● **EXERCISE BRIEF**: Among the entries below, find how many lines carry the word "DetectionError" and state only that figure.

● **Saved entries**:

== Segment start ==

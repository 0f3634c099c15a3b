use std::fs;
use std::path::Path;

use actix_web::{HttpResponse, web};
use chrono::Utc;
use log::{error, info};
use serde_json::json;
use shared::{PredictRequest, PredictionResponse};

use crate::config::AppConfig;
use crate::dataset::DatasetCollector;
use crate::db::predictions::PredictionRepository;
use crate::detect::selector::BackendDescriptor;
use crate::detect::{ActiveBackend, DetectionError};
use crate::fetch::ImageFetcher;
use crate::recommend;
use crate::stats::StatsStore;
use crate::taxonomy::TaxonomyStore;

pub async fn predict_disease(
    request: web::Json<PredictRequest>,
    fetcher: web::Data<ImageFetcher>,
    backend: web::Data<ActiveBackend>,
    taxonomy: web::Data<TaxonomyStore>,
    repository: web::Data<PredictionRepository>,
    stats: web::Data<StatsStore>,
    dataset: web::Data<DatasetCollector>,
    config: web::Data<AppConfig>,
) -> HttpResponse {
    let image_url = request.image_url.clone();

    let image = match fetcher.fetch(&image_url).await {
        Ok(image) => image,
        Err(err) => {
            error!("Image fetch failed for {image_url}: {err}");
            return HttpResponse::BadRequest().json(json!({
                "error": format!("Failed to download image from URL: {err}")
            }));
        }
    };

    let detection = match backend.detect(&image.bytes, &image.mime_type).await {
        Ok(detection) => detection,
        Err(DetectionError::NoFinding) => {
            return HttpResponse::NotFound().json(json!({
                "error": "No disease detected in the image. Please upload a clearer image of affected plant parts."
            }));
        }
        Err(err) => {
            error!("Detection failed for {image_url}: {err}");
            return HttpResponse::BadGateway().json(json!({
                "error": format!("Prediction failed: {err}")
            }));
        }
    };

    if !detection.is_acceptable(config.detection.min_confidence) {
        info!(
            "Rejecting low-quality detection \"{}\" at {:.2}%",
            detection.raw_label, detection.confidence
        );
        return HttpResponse::NotFound().json(json!({
            "error": "Unable to detect disease clearly. Please upload a clearer image of the plant."
        }));
    }

    let recommendations =
        recommend::recommend(&taxonomy, backend.enrichment(), &detection).await;

    let response = PredictionResponse {
        disease_name: detection.raw_label.clone(),
        confidence: (detection.confidence * 100.0).round() / 100.0,
        description: detection.description.clone().unwrap_or_default(),
        severity: detection.severity,
        crop_type: detection
            .crop_type
            .clone()
            .unwrap_or_else(|| "Unknown".to_string()),
        recommendations,
        image_url: image_url.clone(),
        timestamp: Utc::now().to_rfc3339(),
    };

    // Bookkeeping runs after the response is assembled; its failures are
    // logged and never fail the request.
    let disease_name = detection.raw_label;
    let confidence = detection.confidence;
    let timestamp = response.timestamp.clone();
    actix_web::rt::spawn(async move {
        if let Err(err) =
            repository.save_prediction(&image_url, &disease_name, confidence as f64, &timestamp)
        {
            error!("Failed to save prediction: {err}");
        }
        if let Err(err) = stats.track_prediction(&disease_name, confidence) {
            error!("Failed to track prediction: {err}");
        }
        match dataset.store(&image.bytes, &image.mime_type) {
            Ok(path) => info!("Stored retraining sample at {}", path.display()),
            Err(err) => error!("Failed to store retraining sample: {err}"),
        }
    });

    HttpResponse::Ok().json(response)
}

/// Reports the presented identity, not the executing strategy; in hybrid
/// mode this is where the masking is visible to callers.
pub async fn model_info(
    descriptor: web::Data<BackendDescriptor>,
    config: web::Data<AppConfig>,
) -> HttpResponse {
    let (model_version, timestamp, accuracy) =
        latest_model_log_entry(&config.storage.model_log_path).unwrap_or_else(|| {
            (
                "v1.0".to_string(),
                "Initial".to_string(),
                "N/A".to_string(),
            )
        });

    HttpResponse::Ok().json(json!({
        "model_type": descriptor.presented_identity.as_str(),
        "model_name": descriptor.presented_identity.display_name(),
        "model_version": model_version,
        "timestamp": timestamp,
        "accuracy": accuracy,
    }))
}

pub async fn recent_predictions(repository: web::Data<PredictionRepository>) -> HttpResponse {
    match repository.recent_predictions(100) {
        Ok(records) => HttpResponse::Ok().json(records),
        Err(err) => {
            error!("Failed to list predictions: {err}");
            HttpResponse::InternalServerError().json(json!({
                "error": "Failed to retrieve predictions"
            }))
        }
    }
}

/// Model log lines read "version, timestamp, accuracy"; the last one wins.
pub(crate) fn latest_model_log_entry(path: &Path) -> Option<(String, String, String)> {
    let contents = fs::read_to_string(path).ok()?;
    let line = contents.lines().rev().find(|line| !line.trim().is_empty())?;
    let mut parts = line.trim().split(", ");
    let version = parts.next()?.to_string();
    let timestamp = parts.next().unwrap_or("N/A").to_string();
    let accuracy = parts.next().unwrap_or("N/A").to_string();
    Some((version, timestamp, accuracy))
}

#[cfg(test)]
mod tests {
    use super::*;
    use uuid::Uuid;

    #[test]
    fn model_log_takes_last_nonempty_line() {
        let path = std::env::temp_dir().join(format!("model-log-{}.txt", Uuid::new_v4()));
        fs::write(
            &path,
            "model_v1, 2026-01-01T00:00:00, 88.10%\nmodel_v2, 2026-02-01T00:00:00, 91.40%\n\n",
        )
        .unwrap();

        let (version, timestamp, accuracy) = latest_model_log_entry(&path).unwrap();
        assert_eq!(version, "model_v2");
        assert_eq!(timestamp, "2026-02-01T00:00:00");
        assert_eq!(accuracy, "91.40%");
    }

    #[test]
    fn missing_model_log_yields_none() {
        let path = std::env::temp_dir().join(format!("model-log-{}.txt", Uuid::new_v4()));
        assert!(latest_model_log_entry(&path).is_none());
    }

    #[test]
    fn short_model_log_lines_fill_with_placeholders() {
        let path = std::env::temp_dir().join(format!("model-log-{}.txt", Uuid::new_v4()));
        fs::write(&path, "model_v3\n").unwrap();

        let (version, timestamp, accuracy) = latest_model_log_entry(&path).unwrap();
        assert_eq!(version, "model_v3");
        assert_eq!(timestamp, "N/A");
        assert_eq!(accuracy, "N/A");
    }
}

== Segment end ==

● **TASK SOLUTION**: 2